Road in South Africa

The R620 is a regional route in KwaZulu-Natal, South Africa that connects the coastal towns of Southbroom and Port Shepstone via Ramsgate, Margate, Uvongo and Shelly Beach. It is often termed the ‘beach road’ of the Lower South Coast, considering that it mostly runs near the coastline.

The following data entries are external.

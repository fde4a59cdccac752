//! Menu Planner App
//!
//! Root component: page tabs, shared context, notifications.

use leptos::prelude::*;
use reactive_stores::Store;

use crate::components::{IngredientPage, Page, PageTabs, PlannerPage, RecipePage};
use crate::config::UiConfig;
use crate::context::AppContext;
use crate::notify::{NotificationStack, Notifier};
use crate::store::AppState;

#[component]
pub fn App() -> impl IntoView {
    let config = UiConfig::from_document();
    let (reload_trigger, set_reload_trigger) = signal(0u32);
    let (week_offset, set_week_offset) = signal(0i32);
    let (current_page, set_current_page) = signal(Page::Planner);

    // Provide context to all children
    provide_context(config);
    provide_context(AppContext::new((reload_trigger, set_reload_trigger), (week_offset, set_week_offset)));
    provide_context(Store::new(AppState::default()));
    provide_context(Notifier::new(config.toast_ms));

    view! {
        <div class="app-layout">
            <header class="app-header">
                <span class="app-title">"Menu Planner"</span>
                <PageTabs current_page=current_page set_current_page=set_current_page />
            </header>

            <main class="main-content">
                {move || match current_page.get() {
                    Page::Planner => view! { <PlannerPage /> }.into_any(),
                    Page::Recipes => view! { <RecipePage /> }.into_any(),
                    Page::Ingredients => view! { <IngredientPage /> }.into_any(),
                }}
            </main>

            <NotificationStack />
        </div>
    }
}
//! Page Data Store
//!
//! Uses Leptos reactive_stores for fine-grained reactivity.

use std::collections::HashMap;

use leptos::prelude::*;
use reactive_stores::Store;

use crate::models::{BalanceAnalysis, Ingredient, MenuEntry, Recipe};

/// Data fetched from the server for the current page view
#[derive(Clone, Debug, Default, Store)]
pub struct AppState {
    pub ingredients: Vec<Ingredient>,
    pub recipes: Vec<Recipe>,
    /// Monday of the displayed week, `YYYY-MM-DD`
    pub week_start: String,
    /// Menus of the displayed week
    pub menus: Vec<MenuEntry>,
    /// Balance analysis by menu id
    pub balance: HashMap<u32, BalanceAnalysis>,
}

/// Type alias for the store
pub type AppStore = Store<AppState>;

/// Get the app store from context
pub fn use_app_store() -> AppStore {
    expect_context::<AppStore>()
}

// ========================
// Store Helper Functions
// ========================

/// Remove an ingredient from the store by ID
pub fn store_remove_ingredient(store: &AppStore, id: u32) {
    store.ingredients().write().retain(|i| i.id != id);
}

/// Remove a recipe from the store by ID
pub fn store_remove_recipe(store: &AppStore, id: u32) {
    store.recipes().write().retain(|r| r.id != id);
}

/// Remove a menu (and its balance badge) from the store by ID
pub fn store_remove_menu(store: &AppStore, id: u32) {
    store.menus().write().retain(|m| m.id != id);
    store.balance().write().remove(&id);
}
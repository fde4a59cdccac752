//! Drag gesture state machine
//!
//! Idle -> Dragging -> (drop on another cell) Committing -> Idle.
//! Dragging falls back to Idle on drag-end or on a drop on the source cell.

/// Live drag gesture: where it started and what is being carried
#[derive(Clone, Copy, Debug, PartialEq, Eq)]
pub struct DragSession<C> {
    pub source: C,
    pub occupant: u32,
}

/// Move to hand to the backend after a successful drop
#[derive(Clone, Copy, Debug, PartialEq, Eq)]
pub struct MoveRequest<C> {
    pub occupant: u32,
    pub from: C,
    pub to: C,
}

#[derive(Clone, Copy, Debug, PartialEq, Eq)]
pub enum DragPhase<C> {
    Idle,
    Dragging(DragSession<C>),
    /// Move request in flight, waiting for `settle`
    Committing(MoveRequest<C>),
}

/// Result of a drop
#[derive(Clone, Copy, Debug, PartialEq, Eq)]
pub enum DropDecision<C> {
    Move(MoveRequest<C>),
    /// Dropped on the source cell, equivalent to cancelling
    Cancelled,
    /// No drag in progress
    Ignored,
}

#[derive(Clone, Debug)]
pub struct DragController<C> {
    phase: DragPhase<C>,
    over: Vec<C>,
}

impl<C> Default for DragController<C> {
    fn default() -> Self {
        Self {
            phase: DragPhase::Idle,
            over: Vec::new(),
        }
    }
}

impl<C: Copy + Eq> DragController<C> {
    pub fn new() -> Self {
        Self::default()
    }

    pub fn phase(&self) -> DragPhase<C> {
        self.phase
    }

    pub fn is_dragging(&self) -> bool {
        matches!(self.phase, DragPhase::Dragging(_))
    }

    pub fn is_committing(&self) -> bool {
        matches!(self.phase, DragPhase::Committing(_))
    }

    pub fn is_source(&self, cell: C) -> bool {
        matches!(self.phase, DragPhase::Dragging(s) if s.source == cell)
    }

    pub fn is_over(&self, cell: C) -> bool {
        self.over.contains(&cell)
    }

    /// Start a gesture. Returns false (and changes nothing) when the cell is
    /// empty or another gesture or move is still running.
    pub fn drag_start(&mut self, cell: C, occupant: Option<u32>) -> bool {
        let Some(occupant) = occupant else {
            return false;
        };
        if !matches!(self.phase, DragPhase::Idle) {
            return false;
        }
        self.over.clear();
        self.phase = DragPhase::Dragging(DragSession { source: cell, occupant });
        true
    }

    pub fn drag_over(&mut self, cell: C) {
        if self.is_dragging() && !self.over.contains(&cell) {
            self.over.push(cell);
        }
    }

    pub fn drag_leave(&mut self, cell: C) {
        self.over.retain(|c| *c != cell);
    }

    pub fn drop_on(&mut self, cell: C) -> DropDecision<C> {
        self.over.clear();
        let DragPhase::Dragging(session) = self.phase else {
            return DropDecision::Ignored;
        };
        if session.source == cell {
            self.phase = DragPhase::Idle;
            return DropDecision::Cancelled;
        }
        let request = MoveRequest {
            occupant: session.occupant,
            from: session.source,
            to: cell,
        };
        self.phase = DragPhase::Committing(request);
        DropDecision::Move(request)
    }

    /// Drag-end fires after every gesture, dropped or not. A committing move
    /// keeps running; everything else is discarded.
    pub fn drag_end(&mut self) {
        self.over.clear();
        if self.is_dragging() {
            self.phase = DragPhase::Idle;
        }
    }

    pub fn settle(&mut self) {
        self.over.clear();
        if self.is_committing() {
            self.phase = DragPhase::Idle;
        }
    }
}

#[cfg(test)]
mod tests {
    use super::*;

    type Cell = (u8, u8);

    const MON_LUNCH: Cell = (0, 0);
    const TUE_DINNER: Cell = (1, 1);
    const WED_LUNCH: Cell = (2, 0);

    #[test]
    fn test_empty_cell_never_starts_a_session() {
        let mut dnd = DragController::<Cell>::new();
        assert!(!dnd.drag_start(MON_LUNCH, None));
        assert_eq!(dnd.phase(), DragPhase::Idle);
        assert_eq!(dnd.drop_on(TUE_DINNER), DropDecision::Ignored);
    }

    #[test]
    fn test_drop_on_other_cell_requests_move() {
        let mut dnd = DragController::new();
        assert!(dnd.drag_start(MON_LUNCH, Some(12)));
        assert!(dnd.is_source(MON_LUNCH));

        dnd.drag_over(TUE_DINNER);
        assert!(dnd.is_over(TUE_DINNER));

        let decision = dnd.drop_on(TUE_DINNER);
        assert_eq!(
            decision,
            DropDecision::Move(MoveRequest { occupant: 12, from: MON_LUNCH, to: TUE_DINNER })
        );
        assert!(dnd.is_committing());
        assert!(!dnd.is_source(MON_LUNCH));
        assert!(!dnd.is_over(TUE_DINNER));

        // A second drop during the same gesture does nothing
        assert_eq!(dnd.drop_on(WED_LUNCH), DropDecision::Ignored);
    }

    #[test]
    fn test_drop_on_source_is_cancellation() {
        let mut dnd = DragController::new();
        dnd.drag_start(MON_LUNCH, Some(3));
        dnd.drag_over(MON_LUNCH);
        assert_eq!(dnd.drop_on(MON_LUNCH), DropDecision::Cancelled);
        assert_eq!(dnd.phase(), DragPhase::Idle);
        assert!(!dnd.is_over(MON_LUNCH));
    }

    #[test]
    fn test_drag_leave_clears_only_that_cell() {
        let mut dnd = DragController::new();
        dnd.drag_start(MON_LUNCH, Some(3));
        dnd.drag_over(TUE_DINNER);
        dnd.drag_over(WED_LUNCH);
        dnd.drag_leave(TUE_DINNER);
        assert!(!dnd.is_over(TUE_DINNER));
        assert!(dnd.is_over(WED_LUNCH));
    }

    #[test]
    fn test_drag_over_ignored_when_idle() {
        let mut dnd = DragController::new();
        dnd.drag_over(TUE_DINNER);
        assert!(!dnd.is_over(TUE_DINNER));
    }

    #[test]
    fn test_drag_end_without_drop_resets_everything() {
        let mut dnd = DragController::new();
        dnd.drag_start(MON_LUNCH, Some(3));
        dnd.drag_over(TUE_DINNER);
        dnd.drag_end();
        assert_eq!(dnd.phase(), DragPhase::Idle);
        assert!(!dnd.is_source(MON_LUNCH));
        assert!(!dnd.is_over(TUE_DINNER));
    }

    #[test]
    fn test_drag_end_keeps_committing_move_until_settled() {
        let mut dnd = DragController::new();
        dnd.drag_start(MON_LUNCH, Some(12));
        dnd.drop_on(TUE_DINNER);
        dnd.drag_end();
        assert!(dnd.is_committing());

        // No new gesture while the move is in flight
        assert!(!dnd.drag_start(WED_LUNCH, Some(4)));

        dnd.settle();
        assert_eq!(dnd.phase(), DragPhase::Idle);
        assert!(dnd.drag_start(WED_LUNCH, Some(4)));
    }

    #[test]
    fn test_settle_clears_markers_after_failed_move() {
        let mut dnd = DragController::new();
        dnd.drag_start(MON_LUNCH, Some(12));
        dnd.drag_over(TUE_DINNER);
        dnd.drop_on(TUE_DINNER);
        dnd.settle();
        assert!(!dnd.is_source(MON_LUNCH));
        assert!(!dnd.is_over(TUE_DINNER));
        assert_eq!(dnd.phase(), DragPhase::Idle);
    }
}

It is an alternative route to the R61 Toll Highway (future N2 Wild Coast Toll Route) between Southbroom and Port Shepstone.

==Route==
The R620 begins at an intersection with the R102 in Oslo Beach, south of Port Shepstone CBD. It begins by heading south as Marine Drive, into Oslo Beach and crosses the Zotsha Creek to enter Shelly Beach. It passes through Shelly Beach and crosses the Mhlanga River to enter St Michael’s-on-Sea and Uvongo. After passing through Uvongo, it reaches the intersection with Seaslopes Avenue, after which it enters Manaba Beach.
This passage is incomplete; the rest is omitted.